|ZFIN ID: ZDB-PUB-980624-9|
Dorsal specification in blastoderm at the blastula stage in the goldfish, Carassius auratus
Yamaha, E., Mizuno, T., Hasebe, Y., Takeda, H., Yamazaki, F.
|Source:||Development, growth & differentiation 40(3): 267-275 (Journal)|
|Registered Authors:||Mizuno, Toshiro, Takeda, Hiroyuki|
|Keywords:||dorsoventral axis; goldfish; goosecoid; induction; zebrafish|
|PubMed:||9639354 Full text @ Dev. Growth Diff.|
Yamaha, E., Mizuno, T., Hasebe, Y., Takeda, H., Yamazaki, F. (1998) Dorsal specification in blastoderm at the blastula stage in the goldfish, Carassius auratus. Development, growth & differentiation. 40(3):267-275.

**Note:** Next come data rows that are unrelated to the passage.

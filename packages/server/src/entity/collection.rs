use sea_orm::entity::prelude::*;
use serde::{Deserialize, Serialize};

/// Named grouping of entries. Names are unique per user, enforced by a
/// composite index created on startup.
#[sea_orm::model]
#[derive(Clone, Debug, PartialEq, Eq, DeriveEntityModel, Serialize, Deserialize)]
#[sea_orm(table_name = "collection")]
pub struct Model {
    #[sea_orm(primary_key)]
    pub id: i32,

    pub name: String,
    pub description: Option<String>,

    pub user_id: i32,
    #[sea_orm(belongs_to, from = "user_id", to = "id")]
    pub user: HasOne<super::user::Entity>,

    #[sea_orm(has_many)]
    pub entries: HasMany<super::entry::Entity>,

    pub created_at: DateTimeUtc,
}

impl ActiveModelBehavior for ActiveModel {}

ABSTRACTThe teleost dorsoventral axis cannot be morphologically distinguished before gastrulation. Previous studies by the current authors have shown that localized dorsalizing activity in the yolk cell (YC) induces the dorsal tissues in the overlying blastoderm. In order to examine whether or not dorsal blastomeres are committed to their dorsal fate before the gastrula stage, a variety of transplant operations were performed in goldfish blastoderms at the mid- to late-blastula stages. When the blastoderm was cut from the YC, rotated horizontally at 180 degrees, and recombined with the YC, the blastoderm frequently developed two axes, indicating that dorsal blastomeres of the blastula had already acquired the ability to differentiate into the organizer in the absence of dorsalizing signals from the YC. This result was further confirmed by experiments using ventralized embryos in which no dorsal structures formed: the axis formation was frequently observed in the normal blastoderm combined with the ventralized YC at the blastula stage. However, the axes formed in the absence of dorsal information from the YC exhibited a lower dorso-anterior index. Furthermore, the dorsal specification was not stably maintained when the dorsal cells were located far from the YC. These results suggest that the inductive and permissive influence of the YC may be required for the blastoderm to undergo full dorsal differentiation.